The next time you enter a query into Google’s search engine or consult the company’s map service for directions to a movie theater, remember that a big brain is working behind the scenes to provide relevant search results and make sure you don’t get lost while driving.

Well, not a real brain per se, but the Google Brain research team. As Fortune’s Roger Parloff wrote, the Google Brain research team has created over 1,000 so-called deep learning projects that have supercharged many of Google’s products over the past few years like YouTube, translation, and photos. With deep learning, researchers can feed huge amounts of data into software systems called neural nets that learn to recognize patterns within the vast information faster than humans.

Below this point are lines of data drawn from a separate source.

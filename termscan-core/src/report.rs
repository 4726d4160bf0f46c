//! Report data and text/JSON output
//!
//! Global invariants enforced:
//! - Rows keep clause order
//! - Summary counts always cover every clause, even when rows are filtered
//! - Byte-for-byte identical output across runs

use crate::analysis::{AnalysisResult, ClauseFilter, TierCounts};
use crate::extract::truncate_chars;
use crate::risk::RiskTier;
use serde::{Deserialize, Serialize};

pub const REPORT_TITLE: &str = "T&C Threat Analyzer Report";
/// Clause previews longer than this are cut and marked with "..."
pub const PREVIEW_CHARS: usize = 80;

/// Summary block of a report
#[derive(Debug, Clone, Copy, PartialEq, Eq, Serialize, Deserialize)]
pub struct ReportSummary {
    pub total: usize,
    pub low: usize,
    pub medium: usize,
    pub high: usize,
    pub critical: usize,
}

impl ReportSummary {
    fn from_counts(total: usize, counts: TierCounts) -> Self {
        ReportSummary {
            total,
            low: counts.low,
            medium: counts.medium,
            high: counts.high,
            critical: counts.critical,
        }
    }

    pub fn count(&self, tier: RiskTier) -> usize {
        match tier {
            RiskTier::Low => self.low,
            RiskTier::Medium => self.medium,
            RiskTier::High => self.high,
            RiskTier::Critical => self.critical,
        }
    }
}

/// One display row: preview, tier label and narrative
#[derive(Debug, Clone, PartialEq, Eq, Serialize, Deserialize)]
pub struct ReportRow {
    pub id: usize,
    pub preview: String,
    pub risk: RiskTier,
    pub label: String,
    pub impact: String,
}

/// Everything a renderer needs; contains no styling decisions
#[derive(Debug, Clone, PartialEq, Eq, Serialize, Deserialize)]
pub struct ReportData {
    pub title: String,
    pub summary: ReportSummary,
    pub rows: Vec<ReportRow>,
}

impl ReportData {
    /// Drop rows the filter rejects; the summary is kept as-is
    pub fn filtered(&self, filter: &ClauseFilter) -> ReportData {
        ReportData {
            title: self.title.clone(),
            summary: self.summary,
            rows: self
                .rows
                .iter()
                .filter(|row| filter.matches(row.risk))
                .cloned()
                .collect(),
        }
    }
}

/// Shape an analysis result into report rows and summary
pub fn build_report(result: &AnalysisResult) -> ReportData {
    let rows = result
        .clauses
        .iter()
        .map(|clause| ReportRow {
            id: clause.id,
            preview: preview(&clause.text),
            risk: clause.risk,
            label: clause.risk.label().to_string(),
            impact: clause.impact.clone(),
        })
        .collect();

    ReportData {
        title: REPORT_TITLE.to_string(),
        summary: ReportSummary::from_counts(result.len(), result.summary()),
        rows,
    }
}

/// Clause text cut to 80 chars, with "..." appended when cut
pub fn preview(text: &str) -> String {
    let cut = truncate_chars(text, PREVIEW_CHARS);
    if cut.len() < text.len() {
        format!("{}...", cut)
    } else {
        text.to_string()
    }
}

/// Render a report as text output
pub fn render_text(report: &ReportData) -> String {
    let mut output = String::new();
    let s = &report.summary;

    output.push_str(&format!("{}\n\n", report.title));
    output.push_str(&format!("Total Clauses: {}\n", s.total));
    for tier in RiskTier::ALL.iter().rev() {
        output.push_str(&format!(
            "{:<14} {}\n",
            format!("{} Risk:", capitalize(tier.as_str())),
            s.count(*tier)
        ));
    }
    output.push('\n');

    if report.rows.is_empty() {
        output.push_str("No clauses to show.\n");
        return output;
    }

    output.push_str(&format!(
        "{:<5} {:<4} {:<9} {:<60} {}\n",
        "ID", "", "RISK", "CLAUSE", "IMPACT"
    ));
    for row in &report.rows {
        output.push_str(&format!(
            "{:<5} {:<4} {:<9} {:<60} {}\n",
            row.id,
            row.risk.style().marker,
            row.label,
            truncate_or_pad(row.preview.trim(), 60),
            row.impact
        ));
    }

    output
}

/// Render a report as JSON output
pub fn render_json(report: &ReportData) -> String {
    serde_json::to_string_pretty(report).unwrap_or_else(|_| "{}".to_string())
}

fn capitalize(s: &str) -> String {
    let mut chars = s.chars();
    match chars.next() {
        Some(first) => first.to_uppercase().chain(chars).collect(),
        None => String::new(),
    }
}

/// Truncate or pad string to fixed width
fn truncate_or_pad(s: &str, width: usize) -> String {
    if s.chars().count() > width {
        format!("{}...", truncate_chars(s, width.saturating_sub(3)))
    } else {
        format!("{:<width$}", s, width = width)
    }
}

#[cfg(test)]
mod tests {
    use super::*;
    use crate::analysis::analyze;

    const SAMPLE: &str = "We collect cookies for preferences. We may share your personal information with third parties. By using this service you agree to binding arbitration.";

    #[test]
    fn test_build_report_summary() {
        let report = build_report(&analyze(SAMPLE));
        assert_eq!(
            report.summary,
            ReportSummary {
                total: 3,
                low: 1,
                medium: 0,
                high: 1,
                critical: 1
            }
        );
        let labels: Vec<_> = report.rows.iter().map(|r| r.label.as_str()).collect();
        assert_eq!(labels, vec!["LOW", "HIGH", "CRITICAL"]);
    }

    #[test]
    fn test_preview_short_clause_unchanged() {
        assert_eq!(preview("We sell data."), "We sell data.");
        let exact = "a".repeat(PREVIEW_CHARS);
        assert_eq!(preview(&exact), exact);
    }

    #[test]
    fn test_preview_long_clause_truncated() {
        let long = "b".repeat(PREVIEW_CHARS + 1);
        let p = preview(&long);
        assert_eq!(p, format!("{}...", "b".repeat(PREVIEW_CHARS)));
    }

    #[test]
    fn test_preview_counts_chars_not_bytes() {
        let long = "é".repeat(PREVIEW_CHARS + 5);
        let p = preview(&long);
        assert_eq!(p.chars().count(), PREVIEW_CHARS + 3);
    }

    #[test]
    fn test_filtered_keeps_summary() {
        let report = build_report(&analyze(SAMPLE));
        let filter = ClauseFilter {
            tier: Some(RiskTier::Critical),
            min_risk: None,
        };
        let filtered = report.filtered(&filter);
        assert_eq!(filtered.summary, report.summary);
        assert_eq!(filtered.rows.len(), 1);
        assert_eq!(filtered.rows[0].id, 2);
    }

    #[test]
    fn test_render_text_lists_counts_and_rows() {
        let text = render_text(&build_report(&analyze(SAMPLE)));
        assert!(text.starts_with(REPORT_TITLE));
        assert!(text.contains("Total Clauses: 3"));
        assert!(text.contains("Critical Risk: 1"));
        assert!(text.contains("Medium Risk:   0"));
        assert!(text.contains("binding arbitration"));
        assert!(text.contains("Can result in loss of privacy, legal rights, or financial risk."));
    }

    #[test]
    fn test_render_text_empty() {
        let text = render_text(&build_report(&analyze("")));
        assert!(text.contains("Total Clauses: 0"));
        assert!(text.contains("No clauses to show."));
    }

    #[test]
    fn test_render_json_round_trips() {
        let report = build_report(&analyze(SAMPLE));
        let json = render_json(&report);
        let parsed: ReportData = serde_json::from_str(&json).unwrap();
        assert_eq!(parsed, report);
        assert!(json.contains("\"risk\": \"critical\""));
    }

    #[test]
    fn test_render_is_deterministic() {
        let a = render_json(&build_report(&analyze(SAMPLE)));
        let b = render_json(&build_report(&analyze(SAMPLE)));
        assert_eq!(a, b);
    }
}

In an interview with Fortune, one of Google Brain’s co-founders and leaders, Jeff Dean, talks about cutting-edge A.I. research, the challenges involved, and using A.I. in its products. The following has been edited for length and clarity.

What are some challenges researchers face with pushing the field of artificial intelligence?

A lot of human learning comes from unsupervised learning where you’re just sort of observing the world around you and understanding how things behave. That’s a very active area of machine-learning research, but it’s not a solved problem to the extent that supervised learning is.

So unsupervised learning refers to how one learns from observation and perception, and if computers could observe and perceive on their own that could help solve more complex problems?

Right, human vision is trained mostly by unsupervised learning. You’re a small child and you observe the world, but occasionally you get a supervised signal where someone would say, “That’s a giraffe” or “That’s a car.” And that’s your natural mental model of the world in response to that small amount of supervised data you got.

We need to use more of a combination of supervised and unsupervised learning. We’re not really there yet, in terms of how most of our machine learning systems work.

Can you explain the A.I. technique called reinforcement learning?

The idea behind reinforcement learning is you don’t necessarily know the actions you might take, so you explore the sequence of actions you should take by taking one that you think is a good idea and then observing how the world reacts. Like in a board game where you can react to how your opponent plays. Eventually after a whole sequence of these actions you get some sort of reward signal.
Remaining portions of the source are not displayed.